Each line that includes "bytes" must be copied from the records.
━━ STORED DATA ━━
//! The parsing capability invoked inside a worker.

use crate::model::Project;

use super::protocol::{ParseFailure, ParseFailureCode};

/// Turns project file bytes into a [`Project`].
///
/// Implementations run inside an isolated worker and must not touch shared
/// state.
pub trait ProjectParser: Send + Sync + 'static {
  fn parse(
    &self,
    bytes: &[u8],
    password: Option<&str>,
    preferred_language: Option<&str>,
  ) -> Result<Project, ParseFailure>;
}

const ZIP_MAGIC: &[u8] = b"PK\x03\x04";

/// Reads JSON project exports.
///
/// Raw project archives are reported as unsupported so callers can hand them
/// to the server instead.
#[derive(Debug, Clone, Copy, Default)]
pub struct JsonProjectParser;

impl ProjectParser for JsonProjectParser {
  fn parse(
    &self,
    bytes: &[u8],
    _password: Option<&str>,
    _preferred_language: Option<&str>,
  ) -> Result<Project, ParseFailure> {
    if bytes.starts_with(ZIP_MAGIC) {
      return Err(
        ParseFailure::new("project archives cannot be parsed locally")
          .with_code(ParseFailureCode::UnsupportedFormat),
      );
    }

    let project: Project = serde_json::from_slice(bytes).map_err(|e| {
      ParseFailure::new(format!("Failed to parse project export: {}", e))
        .with_code(ParseFailureCode::Malformed)
    })?;

    if project.project_name.is_empty() {
      return Err(
        ParseFailure::new("project export has no project name")
          .with_code(ParseFailureCode::Malformed),
      );
    }
    Ok(project)
  }
}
━━━
▸ **OUTPUT FOR THIS EXERCISE**:
/// Turns project file bytes into a [`Project`].
    bytes: &[u8],
    bytes: &[u8],
    if bytes.starts_with(ZIP_MAGIC) {
    let project: Project = serde_json::from_slice(bytes).map_err(|e| {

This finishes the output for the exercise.